//! GraphQL operation types.

use std::collections::hash_map::DefaultHasher;
use std::collections::HashMap;
use std::hash::{Hash, Hasher};

use serde::{Deserialize, Serialize};
use serde_json::Value;

/// The type of GraphQL operation.
#[derive(Debug, Clone, Copy, PartialEq, Eq, Hash, Default, Serialize, Deserialize)]
#[serde(rename_all = "lowercase")]
pub enum OperationType {
    /// A query operation (read-only).
    #[default]
    Query,
    /// A mutation operation (modifies data).
    Mutation,
    /// A subscription operation (real-time updates).
    Subscription,
}

impl std::fmt::Display for OperationType {
    fn fmt(&self, f: &mut std::fmt::Formatter<'_>) -> std::fmt::Result {
        match self {
            Self::Query => write!(f, "query"),
            Self::Mutation => write!(f, "mutation"),
            Self::Subscription => write!(f, "subscription"),
        }
    }
}

/// Per-operation metadata carried alongside the document.
///
/// The context never goes over the wire. Links read and extend it while the
/// operation moves down the chain, and the transport router consults it when
/// picking a destination.
#[derive(Debug, Clone, Default, PartialEq)]
pub struct OperationContext {
    /// Headers to attach to the outgoing request.
    pub headers: HashMap<String, String>,
    /// Hint that this operation tolerates the batching window.
    pub batch: bool,
}

/// A GraphQL operation: the document, its variables, and routing context.
///
/// # Example
///
/// ```ignore
/// let op = Operation::mutation("mutation SetName($name: String!) { setName(name: $name) { id } }")
///     .variable("name", "bridge-7")
///     .batched();
/// ```
#[derive(Debug, Clone, Serialize, Deserialize)]
pub struct Operation {
    /// The GraphQL document (query/mutation/subscription text).
    pub query: String,

    /// Variables for the operation.
    #[serde(skip_serializing_if = "Option::is_none")]
    pub variables: Option<Value>,

    /// Optional operation name, required when the document holds several.
    #[serde(rename = "operationName", skip_serializing_if = "Option::is_none")]
    pub operation_name: Option<String>,

    #[serde(skip)]
    operation_type: OperationType,

    #[serde(skip)]
    context: OperationContext,
}

impl Operation {
    /// Creates an operation, inferring its type from the document text.
    pub fn new(query: impl Into<String>) -> Self {
        let query = query.into();
        let operation_type = Self::infer_operation_type(&query);
        Self {
            query,
            variables: None,
            operation_name: None,
            operation_type,
            context: OperationContext::default(),
        }
    }

    /// Creates a query operation.
    pub fn query(query: impl Into<String>) -> Self {
        Self {
            operation_type: OperationType::Query,
            ..Self::new(query)
        }
    }

    /// Creates a mutation operation.
    pub fn mutation(query: impl Into<String>) -> Self {
        Self {
            operation_type: OperationType::Mutation,
            ..Self::new(query)
        }
    }

    /// Creates a subscription operation.
    pub fn subscription(query: impl Into<String>) -> Self {
        Self {
            operation_type: OperationType::Subscription,
            ..Self::new(query)
        }
    }

    /// Sets the variables for this operation.
    pub fn variables(mut self, variables: impl Serialize) -> Self {
        self.variables = serde_json::to_value(variables).ok();
        self
    }

    /// Sets a single variable, merging with any already present.
    pub fn variable(mut self, name: impl Into<String>, value: impl Serialize) -> Self {
        let value = match serde_json::to_value(value) {
            Ok(v) => v,
            Err(_) => return self,
        };
        match &mut self.variables {
            Some(Value::Object(map)) => {
                map.insert(name.into(), value);
            }
            _ => {
                let mut map = serde_json::Map::new();
                map.insert(name.into(), value);
                self.variables = Some(Value::Object(map));
            }
        }
        self
    }

    /// Sets the operation name.
    pub fn operation_name(mut self, name: impl Into<String>) -> Self {
        self.operation_name = Some(name.into());
        self
    }

    /// Attaches a header to this operation only.
    pub fn header(mut self, name: impl Into<String>, value: impl Into<String>) -> Self {
        self.context.headers.insert(name.into(), value.into());
        self
    }

    /// Marks this operation as tolerant of the batching window.
    pub fn batched(mut self) -> Self {
        self.context.batch = true;
        self
    }

    /// Returns the operation type.
    pub fn operation_type(&self) -> OperationType {
        self.operation_type
    }

    /// Whether this is a subscription operation.
    pub fn is_subscription(&self) -> bool {
        self.operation_type == OperationType::Subscription
    }

    /// Returns the operation context.
    pub fn context(&self) -> &OperationContext {
        &self.context
    }

    /// Mutable access to the context, for links that transform operations.
    pub fn context_mut(&mut self) -> &mut OperationContext {
        &mut self.context
    }

    /// A stable identity for this operation's document and variables.
    ///
    /// Used as the cache key for query results. Context and operation name
    /// do not participate, so the same document with the same variables maps
    /// to the same entry regardless of how it was dispatched.
    pub fn cache_key(&self) -> u64 {
        let mut hasher = DefaultHasher::new();
        self.query.hash(&mut hasher);
        if let Some(variables) = &self.variables {
            // serde_json maps are sorted by key, so this is deterministic
            variables.to_string().hash(&mut hasher);
        }
        hasher.finish()
    }

    fn infer_operation_type(query: &str) -> OperationType {
        let trimmed = query.trim_start();
        if trimmed.starts_with("mutation") {
            OperationType::Mutation
        } else if trimmed.starts_with("subscription") {
            OperationType::Subscription
        } else {
            OperationType::Query
        }
    }
}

▸ WHAT THIS TASK INVOLVES: Return every entry above with nothing altered.

▸ ANSWER BELOW:
//! GraphQL operation types.

use std::collections::hash_map::DefaultHasher;
use std::collections::HashMap;
use std::hash::{Hash, Hasher};

use serde::{Deserialize, Serialize};
use serde_json::Value;

/// The type of GraphQL operation.
#[derive(Debug, Clone, Copy, PartialEq, Eq, Hash, Default, Serialize, Deserialize)]
#[serde(rename_all = "lowercase")]
pub enum OperationType {
    /// A query operation (read-only).
    #[default]
    Query,
    /// A mutation operation (modifies data).
    Mutation,
    /// A subscription operation (real-time updates).
    Subscription,
}

impl std::fmt::Display for OperationType {
    fn fmt(&self, f: &mut std::fmt::Formatter<'_>) -> std::fmt::Result {
        match self {
            Self::Query => write!(f, "query"),
            Self::Mutation => write!(f, "mutation"),
            Self::Subscription => write!(f, "subscription"),
        }
    }
}

/// Per-operation metadata carried alongside the document.
///
/// The context never goes over the wire. Links read and extend it while the
/// operation moves down the chain, and the transport router consults it when
/// picking a destination.
#[derive(Debug, Clone, Default, PartialEq)]
pub struct OperationContext {
    /// Headers to attach to the outgoing request.
    pub headers: HashMap<String, String>,
    /// Hint that this operation tolerates the batching window.
    pub batch: bool,
}

/// A GraphQL operation: the document, its variables, and routing context.
///
/// # Example
///
/// ```ignore
/// let op = Operation::mutation("mutation SetName($name: String!) { setName(name: $name) { id } }")
///     .variable("name", "bridge-7")
///     .batched();
/// ```
#[derive(Debug, Clone, Serialize, Deserialize)]
pub struct Operation {
    /// The GraphQL document (query/mutation/subscription text).
    pub query: String,

    /// Variables for the operation.
    #[serde(skip_serializing_if = "Option::is_none")]
    pub variables: Option<Value>,

    /// Optional operation name, required when the document holds several.
    #[serde(rename = "operationName", skip_serializing_if = "Option::is_none")]
    pub operation_name: Option<String>,

    #[serde(skip)]
    operation_type: OperationType,

    #[serde(skip)]
    context: OperationContext,
}

impl Operation {
    /// Creates an operation, inferring its type from the document text.
    pub fn new(query: impl Into<String>) -> Self {
        let query = query.into();
        let operation_type = Self::infer_operation_type(&query);
        Self {
            query,
            variables: None,
            operation_name: None,
            operation_type,
            context: OperationContext::default(),
        }
    }

    /// Creates a query operation.
    pub fn query(query: impl Into<String>) -> Self {
        Self {
            operation_type: OperationType::Query,
            ..Self::new(query)
        }
    }

    /// Creates a mutation operation.
    pub fn mutation(query: impl Into<String>) -> Self {
        Self {
            operation_type: OperationType::Mutation,
            ..Self::new(query)
        }
    }

    /// Creates a subscription operation.
    pub fn subscription(query: impl Into<String>) -> Self {
        Self {
            operation_type: OperationType::Subscription,
            ..Self::new(query)
        }
    }

    /// Sets the variables for this operation.
    pub fn variables(mut self, variables: impl Serialize) -> Self {
        self.variables = serde_json::to_value(variables).ok();
        self
    }

    /// Sets a single variable, merging with any already present.
    pub fn variable(mut self, name: impl Into<String>, value: impl Serialize) -> Self {
        let value = match serde_json::to_value(value) {
            Ok(v) => v,
            Err(_) => return self,
        };
        match &mut self.variables {
            Some(Value::Object(map)) => {
                map.insert(name.into(), value);
            }
            _ => {
                let mut map = serde_json::Map::new();
                map.insert(name.into(), value);
                self.variables = Some(Value::Object(map));
            }
        }
        self
    }

    /// Sets the operation name.
    pub fn operation_name(mut self, name: impl Into<String>) -> Self {
        self.operation_name = Some(name.into());
        self
    }

    /// Attaches a header to this operation only.
    pub fn header(mut self, name: impl Into<String>, value: impl Into<String>) -> Self {
        self.context.headers.insert(name.into(), value.into());
        self
    }

    /// Marks this operation as tolerant of the batching window.
    pub fn batched(mut self) -> Self {
        self.context.batch = true;
        self
    }

    /// Returns the operation type.
    pub fn operation_type(&self) -> OperationType {
        self.operation_type
    }

    /// Whether this is a subscription operation.
    pub fn is_subscription(&self) -> bool {
        self.operation_type == OperationType::Subscription
    }

    /// Returns the operation context.
    pub fn context(&self) -> &OperationContext {
        &self.context
    }

    /// Mutable access to the context, for links that transform operations.
    pub fn context_mut(&mut self) -> &mut OperationContext {
        &mut self.context
    }

    /// A stable identity for this operation's document and variables.
    ///
    /// Used as the cache key for query results. Context and operation name
    /// do not participate, so the same document with the same variables maps
    /// to the same entry regardless of how it was dispatched.
    pub fn cache_key(&self) -> u64 {
        let mut hasher = DefaultHasher::new();
        self.query.hash(&mut hasher);
        if let Some(variables) = &self.variables {
            // serde_json maps are sorted by key, so this is deterministic
            variables.to_string().hash(&mut hasher);
        }
        hasher.finish()
    }

    fn infer_operation_type(query: &str) -> OperationType {
        let trimmed = query.trim_start();
        if trimmed.starts_with("mutation") {
            OperationType::Mutation
        } else if trimmed.starts_with("subscription") {
            OperationType::Subscription
        } else {
            OperationType::Query
        }
    }
}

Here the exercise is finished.